Порфирыч пятился. Жена генерала была близка к истерике, дети были парализованы зверством родителя и сидели с вытаращенными глазами. Тяжесть свинца висела надо всеми.

А «генерал» между тем заперся в своем мастеровом кабинете и, утирая большим костлявым кулаком слезы, думал:

«Господи!., за что же! за что же это?.. Отчего?» — спрашивал наконец он вслух… И все-таки он не знал этого «отчего». Надо всем домом, надо всей семьей генерала царило какое-то «недоразумение», вследствие которого всякое искреннее и, главное, действительно благое намерение его, будучи приведено в исполнение, приносило существеннейший вред. В те роковые минуты, когда он допытывался, отчего он безвинно стал врагом своей семьи, он припоминал множество подобных нынешней сцен и ужасался… Горе его в том, что, зная «свою правду», он не знал правды растеряевской… Когда он перед венцом говорил будущей жене: «ты должна быть откровенна и не утаивать от меня ничего, иначе я прогоню тебя или уйду сам», он не знал, что на такую, в устах жениха необычайную фразу последует следующий комментарий, переданный задушевной приятельнице:

«признайся, говорит, зарычал на меня ровно зверь… прогоню, говорит…» Он не знал, что слова его, всегда требовавшие смысла от растеряевской бессмыслицы, еще более бессмыслили ее.
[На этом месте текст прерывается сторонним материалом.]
//! Input signatures: named units bound to one raw input source.
//!
//! Every signature is sampled by the host once per phase and caches the conditioned
//! result until the next sample. Reads are pure and never poll the backend.
//!
//! Each concrete signature implements [`InputSignature`] plus exactly one capability:
//!
//! - [`DigitalInput`] - button lifecycle, one history per [`Phase`]
//! - [`ScalarInput`] - dead-zone conditioned single axis
//! - [`VectorInput`] - two-axis value or pointer position
//!
//! Digital signatures are edge sensitive: sampling the same phase twice in one frame
//! consumes an extra transition, so the host must sample each phase exactly once.

pub mod axis;
pub mod axis_button;
pub mod cursor;
pub mod digital;
pub mod dual_axis;

use crate::backend::InputBackend;
use crate::engine::{sanitize_dead_zone, ButtonState};
use crate::phase::Phase;
use glam::Vec2;

pub use axis::AxisSignature;
pub use axis_button::{AxisButtonSignature, AxisButtonSource, AxisConsideration};
pub use cursor::CursorSignature;
pub use digital::{
    ButtonSignature, ButtonSource, ClickSignature, ClickSource, DigitalSignature, DigitalSource,
    KeySource, KeyboardSignature,
};
pub use dual_axis::DualAxisSignature;

/// Numeric identity used as a registry key.
pub type SignatureHash = u64;

const FNV_OFFSET: u64 = 0xcbf29ce484222325;
const FNV_PRIME: u64 = 0x100000001b3;

/// Stable hash of a signature name (FNV-1a, 64 bit).
///
/// Identical across runs and platforms, unlike `std`'s randomly seeded hasher.
pub fn hash_name(name: &str) -> SignatureHash {
    let mut state = FNV_OFFSET;
    for b in name.as_bytes() {
        state ^= *b as u64;
        state = state.wrapping_mul(FNV_PRIME);
    }
    state
}

/// Immutable name and hash of a signature.
#[derive(Debug, Clone, PartialEq, Eq)]
pub struct SignatureId {
    name: String,
    hash: SignatureHash,
}

impl SignatureId {
    /// Identity with the hash derived from `name`.
    pub fn new(name: impl Into<String>) -> Self {
        let name = name.into();
        let hash = hash_name(&name);
        Self { name, hash }
    }

    /// Identity with a precomputed hash.
    pub fn with_hash(name: impl Into<String>, hash: SignatureHash) -> Self {
        Self {
            name: name.into(),
            hash,
        }
    }

    pub fn name(&self) -> &str {
        &self.name
    }

    pub fn hash(&self) -> SignatureHash {
        self.hash
    }
}

/// Which capability a signature exposes.
#[derive(Debug, Clone, Copy, PartialEq, Eq, Hash)]
pub enum SignatureKind {
    Digital,
    ScalarAnalog,
    VectorAnalog,
}

/// Type-erased cached value of any signature.
#[derive(Debug, Clone, Copy, PartialEq)]
pub enum SignalValue {
    Button(ButtonState),
    Axis(f32),
    DualAxis(Vec2),
}

impl SignalValue {
    pub fn as_button(self) -> Option<ButtonState> {
        match self {
            SignalValue::Button(state) => Some(state),
            _ => None,
        }
    }

    pub fn as_axis(self) -> Option<f32> {
        match self {
            SignalValue::Axis(value) => Some(value),
            _ => None,
        }
    }

    pub fn as_dual_axis(self) -> Option<Vec2> {
        match self {
            SignalValue::DualAxis(value) => Some(value),
            _ => None,
        }
    }
}

impl std::fmt::Display for SignalValue {
    fn fmt(&self, f: &mut std::fmt::Formatter<'_>) -> std::fmt::Result {
        match self {
            SignalValue::Button(state) => write!(f, "{state:?}"),
            SignalValue::Axis(value) => write!(f, "{value:.3}"),
            SignalValue::DualAxis(value) => write!(f, "({:.3}, {:.3})", value.x, value.y),
        }
    }
}

/// Shared contract of every signature.
pub trait InputSignature {
    fn id(&self) -> &SignatureId;

    fn name(&self) -> &str {
        self.id().name()
    }

    fn hash(&self) -> SignatureHash {
        self.id().hash()
    }

    fn kind(&self) -> SignatureKind;

    /// Pull raw values from `backend` and advance the cached state for `phase` only.
    fn sample(&mut self, backend: &dyn InputBackend, phase: Phase);

    /// Cached value as of the last sample. Analog signatures ignore `phase`.
    fn current(&self, phase: Phase) -> SignalValue;
}

/// Signatures that produce a [`ButtonState`].
pub trait DigitalInput: InputSignature {
    /// State as of the last sample taken in `phase`.
    fn current_state(&self, phase: Phase) -> ButtonState;
}

/// Signatures that produce a single conditioned axis.
pub trait ScalarInput: InputSignature {
    fn current_state(&self) -> f32;
}

/// Signatures that produce a two-component value.
pub trait VectorInput: InputSignature {
    fn current_state(&self) -> Vec2;
}

/// Clamp a tuning value into the usable dead-zone range, warning when it had to move.
pub(crate) fn tuned_dead_zone(signature: &SignatureId, field: &str, value: f32) -> f32 {
    let sanitized = sanitize_dead_zone(value);
    if sanitized != value {
        log::warn!(
            "signature '{}': {} {} outside [0, 1), using {}",
            signature.name(),
            field,
            value,
            sanitized
        );
    }
    sanitized
}
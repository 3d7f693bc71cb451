//! Pointer position pass-through.

use crate::backend::InputBackend;
use crate::phase::Phase;
use crate::signature::{
    InputSignature, SignalValue, SignatureHash, SignatureId, SignatureKind, VectorInput,
};
use glam::Vec2;

/// Latest pointer position as of the last variable-rate sample.
///
/// No conditioning and no per-phase history; the position is not double-buffered.
#[derive(Debug, Clone)]
pub struct CursorSignature {
    id: SignatureId,
    current: Vec2,
}

impl CursorSignature {
    pub fn new(name: impl Into<String>) -> Self {
        Self {
            id: SignatureId::new(name),
            current: Vec2::ZERO,
        }
    }

    pub fn with_hash(name: impl Into<String>, hash: SignatureHash) -> Self {
        Self {
            id: SignatureId::with_hash(name, hash),
            current: Vec2::ZERO,
        }
    }
}

impl InputSignature for CursorSignature {
    fn id(&self) -> &SignatureId {
        &self.id
    }

    fn kind(&self) -> SignatureKind {
        SignatureKind::VectorAnalog
    }

    fn sample(&mut self, backend: &dyn InputBackend, phase: Phase) {
        if phase == Phase::Variable {
            self.current = backend.pointer_position();
        }
    }

    fn current(&self, _phase: Phase) -> SignalValue {
        SignalValue::DualAxis(self.current)
    }
}

impl VectorInput for CursorSignature {
    fn current_state(&self) -> Vec2 {
        self.current
    }
}

#[cfg(test)]
mod tests {
    use super::*;
    use crate::backend::ScriptedBackend;

    #[test]
    fn follows_pointer_on_variable_phase_only() {
        let mut backend = ScriptedBackend::new().set_pointer(Vec2::new(640.0, 360.0));
        let mut pointer = CursorSignature::new("Pointer");

        pointer.sample(&backend, Phase::Variable);
        assert_eq!(pointer.current_state(), Vec2::new(640.0, 360.0));

        backend.set_pointer_position(Vec2::new(10.0, 20.0));
        pointer.sample(&backend, Phase::Fixed);
        assert_eq!(pointer.current_state(), Vec2::new(640.0, 360.0));

        pointer.sample(&backend, Phase::Variable);
        assert_eq!(pointer.current_state(), Vec2::new(10.0, 20.0));
    }

    #[test]
    fn passes_values_through_unconditioned() {
        let backend = ScriptedBackend::new().set_pointer(Vec2::new(-0.01, 0.001));
        let mut pointer = CursorSignature::with_hash("Pointer", 5);
        pointer.sample(&backend, Phase::Variable);

        assert_eq!(pointer.current_state(), Vec2::new(-0.01, 0.001));
        assert_eq!(pointer.hash(), 5);
    }
}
Страх, который почувствовала жена генерала перед громким голосом и густыми бровями мужа, она как-то бестолково передала детям. Если, например, случалось, сидела она с ребенком и вертела перед ним блюдечком, то при звуках мужниных шагов считала какою-то обязанностию украдкой бросать блюдце и вертеть ложкой. «Ты что-то бросила?» — говорил муж. «Господи! вовсе я ничего не бросала». — «Я видел, что ты бросила что-то! Зачем же ты утаиваешь? Отчего ты не хочешь сказать мне?» — «Господи, да вовсе я ничего не бросала!» — «Я сам видел». Муж, рассерженный ложью, сердито хлопал дверью.

«Господи, — рассказывала жена приятельнице, — пришел, наорал, накричал, изругал… как какую самую последнюю… и за что? Ей-богу, только что вот этак-то блюдцем с Сеней играла… Господи, пошли ты мне смерть». Дети, устрашенные ужасом сцен, происходивших при появлении родителя, привыкли видеть в нем лютого зверя и врага матери. От «папеньки» старались прятаться, потихоньку думать, потихоньку делать и проч.